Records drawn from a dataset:
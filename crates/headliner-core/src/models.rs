use chrono::DateTime;
use headliner_api::ApiArticle;
use serde::{Deserialize, Serialize};
use url::Url;

/// A single news item, as decoded from the API
///
/// Immutable once built. Two articles are "the same favorite" when their
/// titles match; nothing else about identity is tracked.
#[derive(Debug, Clone, Serialize, Deserialize, PartialEq)]
pub struct Article {
    pub source_name: String,
    pub title: String,
    pub description: Option<String>,
    pub url: Option<String>,
    pub url_to_image: Option<String>,
    pub published_at: String,
}

impl Article {
    /// `publishedAt` as `YYYY-MM-DD HH:MM`, or the raw string if it isn't RFC 3339
    pub fn published_display(&self) -> String {
        match DateTime::parse_from_rfc3339(&self.published_at) {
            Ok(dt) => dt.format("%Y-%m-%d %H:%M").to_string(),
            Err(_) => self.published_at.clone(),
        }
    }
}

impl From<ApiArticle> for Article {
    fn from(api: ApiArticle) -> Self {
        Self {
            source_name: api.source.name,
            title: api.title,
            description: api.description,
            url: api.url,
            url_to_image: api.url_to_image,
            published_at: api.published_at,
        }
    }
}

/// Which list a row belongs to. Drives the row's action label.
#[derive(Debug, Clone, Copy, Serialize, Deserialize, PartialEq, Eq)]
pub enum DisplayMode {
    News,
    Favorites,
}

impl DisplayMode {
    pub fn action_label(&self) -> &'static str {
        match self {
            DisplayMode::News => "Add to Favorites",
            DisplayMode::Favorites => "Remove from Favorites",
        }
    }
}

impl std::fmt::Display for DisplayMode {
    fn fmt(&self, f: &mut std::fmt::Formatter<'_>) -> std::fmt::Result {
        match self {
            DisplayMode::News => write!(f, "News"),
            DisplayMode::Favorites => write!(f, "Favorites"),
        }
    }
}

/// Opaque per-row token. Fresh v4 uuid for every view-model, never reused.
#[derive(Debug, Clone, Copy, PartialEq, Eq, Hash)]
pub struct ViewModelId(uuid::Uuid);

impl ViewModelId {
    fn new() -> Self {
        Self(uuid::Uuid::new_v4())
    }
}

impl std::fmt::Display for ViewModelId {
    fn fmt(&self, f: &mut std::fmt::Formatter<'_>) -> std::fmt::Result {
        write!(f, "{}", self.0)
    }
}

/// Display-ready projection of an Article for one list row
///
/// Owned by whichever screen built it. The Favorites screen always builds
/// its own from the Article, it never borrows the News screen's instance.
#[derive(Debug, Clone)]
pub struct ListItemViewModel {
    id: ViewModelId,
    pub title: String,
    pub subtitle: Option<String>,
    pub mode: DisplayMode,
    pub image_url: Option<Url>,
    pub image_data: Option<Vec<u8>>,
    pub page_url: Option<String>,
}

impl ListItemViewModel {
    pub fn new(
        title: String,
        subtitle: Option<String>,
        mode: DisplayMode,
        image_url: Option<Url>,
        page_url: Option<String>,
    ) -> Self {
        Self {
            id: ViewModelId::new(),
            title,
            subtitle,
            mode,
            image_url,
            image_data: None,
            page_url,
        }
    }

    /// Unparseable image URLs are dropped silently; the row just has no image.
    pub fn from_article(article: &Article, mode: DisplayMode) -> Self {
        let image_url = article
            .url_to_image
            .as_deref()
            .and_then(|raw| Url::parse(raw).ok());

        Self::new(
            article.title.clone(),
            article.description.clone(),
            mode,
            image_url,
            article.url.clone(),
        )
    }

    pub fn id(&self) -> ViewModelId {
        self.id
    }

    pub fn action_label(&self) -> &'static str {
        self.mode.action_label()
    }
}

▸ Aim of the task
Go through the records above and count every line that includes "write". Give the number and nothing else.

▸ Exercise solution
3